*** DATA RECORDS ***

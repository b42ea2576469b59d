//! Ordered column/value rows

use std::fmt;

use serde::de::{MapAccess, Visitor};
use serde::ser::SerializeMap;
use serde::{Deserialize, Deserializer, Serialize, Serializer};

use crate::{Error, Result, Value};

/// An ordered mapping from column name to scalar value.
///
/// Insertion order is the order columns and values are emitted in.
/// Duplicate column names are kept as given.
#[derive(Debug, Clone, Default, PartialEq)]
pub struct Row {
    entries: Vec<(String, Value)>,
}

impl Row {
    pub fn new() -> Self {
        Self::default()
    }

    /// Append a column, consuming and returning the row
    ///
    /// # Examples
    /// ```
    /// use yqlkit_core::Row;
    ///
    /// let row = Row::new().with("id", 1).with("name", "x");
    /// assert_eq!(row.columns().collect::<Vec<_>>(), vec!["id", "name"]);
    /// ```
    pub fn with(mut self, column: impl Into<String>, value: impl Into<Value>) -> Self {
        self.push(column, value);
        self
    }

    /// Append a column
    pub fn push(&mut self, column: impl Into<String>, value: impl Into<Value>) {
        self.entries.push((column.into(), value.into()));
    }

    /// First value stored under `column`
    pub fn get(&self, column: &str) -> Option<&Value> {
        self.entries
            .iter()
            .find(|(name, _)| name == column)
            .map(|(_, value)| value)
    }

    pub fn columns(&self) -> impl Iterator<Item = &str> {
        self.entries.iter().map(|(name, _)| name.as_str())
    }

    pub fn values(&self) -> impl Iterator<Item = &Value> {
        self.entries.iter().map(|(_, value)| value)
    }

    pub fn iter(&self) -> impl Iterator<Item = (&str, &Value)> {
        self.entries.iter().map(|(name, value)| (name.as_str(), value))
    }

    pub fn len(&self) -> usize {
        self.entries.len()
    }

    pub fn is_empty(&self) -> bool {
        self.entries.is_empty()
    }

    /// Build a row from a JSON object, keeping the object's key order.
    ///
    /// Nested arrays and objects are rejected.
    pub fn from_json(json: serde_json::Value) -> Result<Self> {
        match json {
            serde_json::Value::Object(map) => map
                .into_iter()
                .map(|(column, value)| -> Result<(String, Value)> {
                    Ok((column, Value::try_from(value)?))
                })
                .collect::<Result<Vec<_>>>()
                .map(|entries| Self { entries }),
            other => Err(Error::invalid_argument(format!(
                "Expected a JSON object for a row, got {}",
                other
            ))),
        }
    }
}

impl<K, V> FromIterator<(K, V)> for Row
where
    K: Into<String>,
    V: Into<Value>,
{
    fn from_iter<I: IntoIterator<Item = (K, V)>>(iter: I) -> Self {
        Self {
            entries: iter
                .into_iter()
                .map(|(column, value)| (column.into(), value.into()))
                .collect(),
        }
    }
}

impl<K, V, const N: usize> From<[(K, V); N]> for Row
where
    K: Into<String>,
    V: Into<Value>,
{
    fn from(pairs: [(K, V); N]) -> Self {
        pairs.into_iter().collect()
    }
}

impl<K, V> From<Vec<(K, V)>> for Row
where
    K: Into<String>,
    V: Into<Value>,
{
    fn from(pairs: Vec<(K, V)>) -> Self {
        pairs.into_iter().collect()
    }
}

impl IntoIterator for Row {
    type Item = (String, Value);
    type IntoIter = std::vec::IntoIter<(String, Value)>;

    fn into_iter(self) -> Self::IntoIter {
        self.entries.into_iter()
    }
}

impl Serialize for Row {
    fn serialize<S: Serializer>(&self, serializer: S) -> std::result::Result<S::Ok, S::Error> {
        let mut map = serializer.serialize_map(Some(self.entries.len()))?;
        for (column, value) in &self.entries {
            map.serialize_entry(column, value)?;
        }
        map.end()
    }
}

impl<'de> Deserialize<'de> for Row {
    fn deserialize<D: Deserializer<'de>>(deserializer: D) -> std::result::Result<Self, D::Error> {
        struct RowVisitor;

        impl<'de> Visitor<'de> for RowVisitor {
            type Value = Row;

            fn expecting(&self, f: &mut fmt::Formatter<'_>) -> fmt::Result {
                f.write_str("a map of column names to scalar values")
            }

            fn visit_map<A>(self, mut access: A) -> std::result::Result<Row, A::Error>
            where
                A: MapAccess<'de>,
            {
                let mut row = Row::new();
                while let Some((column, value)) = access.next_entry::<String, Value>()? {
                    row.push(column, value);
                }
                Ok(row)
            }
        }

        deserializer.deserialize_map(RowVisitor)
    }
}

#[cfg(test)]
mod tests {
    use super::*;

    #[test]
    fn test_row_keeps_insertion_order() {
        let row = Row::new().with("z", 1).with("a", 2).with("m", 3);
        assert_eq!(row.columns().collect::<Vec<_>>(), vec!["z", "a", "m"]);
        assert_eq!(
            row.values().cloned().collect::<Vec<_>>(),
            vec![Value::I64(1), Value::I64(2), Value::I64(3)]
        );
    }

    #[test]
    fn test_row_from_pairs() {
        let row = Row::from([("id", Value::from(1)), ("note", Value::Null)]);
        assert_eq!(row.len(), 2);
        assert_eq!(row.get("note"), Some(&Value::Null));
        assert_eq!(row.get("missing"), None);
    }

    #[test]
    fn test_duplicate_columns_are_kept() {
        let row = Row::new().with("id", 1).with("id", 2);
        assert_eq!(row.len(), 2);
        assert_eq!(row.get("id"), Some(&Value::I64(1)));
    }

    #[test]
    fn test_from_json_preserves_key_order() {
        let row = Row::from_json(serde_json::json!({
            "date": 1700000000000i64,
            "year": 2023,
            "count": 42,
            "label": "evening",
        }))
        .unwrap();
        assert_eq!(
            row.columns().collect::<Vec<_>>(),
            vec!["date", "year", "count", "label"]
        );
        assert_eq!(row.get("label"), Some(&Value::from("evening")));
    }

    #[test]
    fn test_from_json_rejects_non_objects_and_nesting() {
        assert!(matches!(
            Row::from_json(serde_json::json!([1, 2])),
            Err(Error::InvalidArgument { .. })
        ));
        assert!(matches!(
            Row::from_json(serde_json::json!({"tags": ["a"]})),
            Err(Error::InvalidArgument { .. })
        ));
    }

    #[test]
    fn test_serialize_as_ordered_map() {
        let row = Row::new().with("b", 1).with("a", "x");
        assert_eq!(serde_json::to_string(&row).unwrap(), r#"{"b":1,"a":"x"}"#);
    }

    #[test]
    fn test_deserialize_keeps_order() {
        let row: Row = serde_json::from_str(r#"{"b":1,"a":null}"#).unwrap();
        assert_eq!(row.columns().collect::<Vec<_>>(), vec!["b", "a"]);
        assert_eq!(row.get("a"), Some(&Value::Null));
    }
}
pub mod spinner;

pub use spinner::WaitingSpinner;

*** End of DATA RECORDS ***

**WORK TASK**
Read the records above. Show each line that has the string "Item".

**TASK RESULT**
    pub fn columns(&self) -> impl Iterator<Item = &str> {
    pub fn values(&self) -> impl Iterator<Item = &Value> {
    pub fn iter(&self) -> impl Iterator<Item = (&str, &Value)> {
    fn from_iter<I: IntoIterator<Item = (K, V)>>(iter: I) -> Self {
    type Item = (String, Value);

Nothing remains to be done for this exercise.